Nadine Gordimer


«No sé si conoce la máxima de Goethe», le dice Nadine Gordimer a Janikka Hurwitt, entrevistadora de The Paris Review, «hay que hundir la mano en la vida, y lo que sacas de ella eres tú, es tu tema. Creo que eso es lo que hacen los escritores».

Gordimer nació en Springs, Sudáfrica.
        Sus padres habían llegado allí por la expansión colonial. Por ejemplo, el abuelo materno llegó a buscar diamantes en Kimberley y terminó dedicándose a la bolsa de valores. La madre de Nadine tenía seis años cuando dejaron Inglaterra.
        El padre de la escritora, un judío lituano de familia pobre, viajó en uno de esos buques enormes en los que cientos de inmigrantes europeos se iban a buscar suerte a América, la diferencia es que su destino era África. Tenía trece años. Empezó reparando relojes.
Era un tipo sin personalidad, «tenía algo atrofiado».

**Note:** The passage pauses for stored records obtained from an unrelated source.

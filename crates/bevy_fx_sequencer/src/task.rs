//! A single running effect.
//!
//! An [`EffectTask`] owns the dynamic instance created from its resolved
//! resource, advances its own clock, drives control parameters from the row's
//! curves and submits a weighted contribution to the frame's blend
//! accumulator. The instance is released the moment the task finishes.

use std::sync::Arc;

use bevy::math::Vec4;

use crate::data::{EffectId, EffectRow};
use crate::error::EffectError;

/// Per-activation parameter block created from a resolved resource.
pub trait EffectInstance {
    fn set_scalar(&mut self, name: &str, value: f32);
    fn set_vector(&mut self, name: &str, value: Vec4);
}

/// A resolved resource able to produce dynamic instances.
pub trait EffectResource {
    type Instance: EffectInstance;

    /// Create a fresh instance, or `None` if there is no base to build from.
    fn instantiate(&self) -> Option<Self::Instance>;
}

/// What a task hands to the blend accumulator each tick.
#[derive(Debug)]
pub struct BlendContribution<'a, I> {
    pub id: &'a EffectId,
    pub instance: &'a I,
    /// Current weight in [0..1].
    pub weight: f32,
    pub priority: i32,
}

/// Per-frame sink that composes weighted contributions, in submission order.
pub trait BlendAccumulator<I> {
    fn submit(&mut self, contribution: BlendContribution<'_, I>);
}

/// Outcome of one [`EffectTask::tick`].
#[derive(Clone, Copy, Debug, PartialEq, Eq)]
pub enum TaskTick {
    Progress,
    Finish,
}

pub struct EffectTask<I> {
    id: EffectId,
    row: Arc<EffectRow>,
    elapsed: f32,
    instance: Option<I>,
}

impl<I> std::fmt::Debug for EffectTask<I> {
    fn fmt(&self, f: &mut std::fmt::Formatter<'_>) -> std::fmt::Result {
        f.debug_struct("EffectTask")
            .field("id", &self.id)
            .field("elapsed", &self.elapsed)
            .field("duration", &self.row.duration)
            .field("active", &self.instance.is_some())
            .finish()
    }
}

impl<I: EffectInstance> EffectTask<I> {
    pub fn new(row: Arc<EffectRow>) -> Self {
        Self {
            id: row.id.clone(),
            row,
            elapsed: 0.0,
            instance: None,
        }
    }

    /// Id of the table row this task plays.
    pub fn id(&self) -> &EffectId {
        &self.id
    }

    /// Blend priority copied from the row. Lower values tick first.
    pub fn priority(&self) -> i32 {
        self.row.priority
    }

    /// Seconds advanced since activation.
    pub fn elapsed(&self) -> f32 {
        self.elapsed
    }

    /// The owned instance. `None` before activation and after release.
    pub fn instance(&self) -> Option<&I> {
        self.instance.as_ref()
    }

    /// Whether the task still owns its dynamic instance.
    pub fn is_active(&self) -> bool {
        self.instance.is_some()
    }

    /// Create the owned instance from `resource`.
    pub fn activate<R>(&mut self, resource: &R) -> Result<(), EffectError>
    where
        R: EffectResource<Instance = I>,
    {
        self.activate_with(resource, |_| {})
    }

    /// Create the owned instance, then run `init` on it before the first tick.
    pub fn activate_with<R, F>(&mut self, resource: &R, init: F) -> Result<(), EffectError>
    where
        R: EffectResource<Instance = I>,
        F: FnOnce(&mut I),
    {
        let mut instance = resource
            .instantiate()
            .ok_or_else(|| EffectError::ActivationFailed(self.id.clone()))?;
        init(&mut instance);
        self.instance = Some(instance);
        self.elapsed = 0.0;
        Ok(())
    }

    /// `elapsed / duration`, saturating at exactly 1.0.
    pub fn normalized_time(&self) -> f32 {
        if self.row.duration <= 0.0 {
            return 1.0;
        }
        (self.elapsed / self.row.duration).clamp(0.0, 1.0)
    }

    /// Advance by `delta` seconds and submit this frame's contribution.
    ///
    /// Returns [`TaskTick::Finish`] on the tick the deadline is reached; the
    /// instance has already been released by then. A task that was never
    /// activated finishes immediately without submitting anything.
    pub fn tick(&mut self, accumulator: &mut impl BlendAccumulator<I>, delta: f32) -> TaskTick {
        let Some(instance) = self.instance.as_mut() else {
            return TaskTick::Finish;
        };

        self.elapsed += delta.max(0.0);
        let t = if self.row.duration <= 0.0 {
            1.0
        } else {
            (self.elapsed / self.row.duration).clamp(0.0, 1.0)
        };

        for param in &self.row.control_parameters {
            if let Some(curve) = &param.curve {
                instance.set_scalar(&param.name, curve.sample(t));
            }
        }

        accumulator.submit(BlendContribution {
            id: &self.id,
            instance,
            weight: self.row.weight_at(t),
            priority: self.row.priority,
        });

        if self.elapsed >= self.row.duration {
            self.release();
            return TaskTick::Finish;
        }
        TaskTick::Progress
    }

    /// Would one more tick of `next_delta` finish this task?
    pub fn is_scheduled_for_deletion(&self, next_delta: f32) -> bool {
        !self.is_active() || self.elapsed + next_delta.max(0.0) >= self.row.duration
    }

    /// Drop the owned instance now.
    pub fn release(&mut self) {
        self.instance = None;
    }
}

Quizás por eso la madre de Nadine siempre estaba mirando a otros hombres.
        Algo que no pasó de la fantasía del adulterio, de vivir la historia imaginaria de que era amada por otros. Uno de esos hombres era el médico de la familia. Nadine era una niña insoportable, muy nerviosa. Quería ser bailarina. El médico le detectó un ritmo cardiaco acelerado. Entonces, la madre le prohibió bailar y hacer cualquier esfuerzo físico.

Con los años, Nadine lo entendería: su madre necesitaba que ella estuviera siempre enferma para ver al médico y vivir esa aventura soterrada. En esos tiempos los doctores se quedaban a tomar el té largo rato después de la consulta. Gordimer imagina esos cortejos frente a las tacitas humeantes.

Mientras tanto, enjaulada, la escritora brota como una semilla en un algodón.

«Siempre espero encontrar la forma correcta de abordar el tema que tengo entre manos. Para mí ese es el problema real y el desafío de la literatura». Al respecto, Nadine Gordimer termina con una cita de Kafka: «Un libro ha de ser un hacha para clavarla en el mar congelado que hay dentro de nosotros».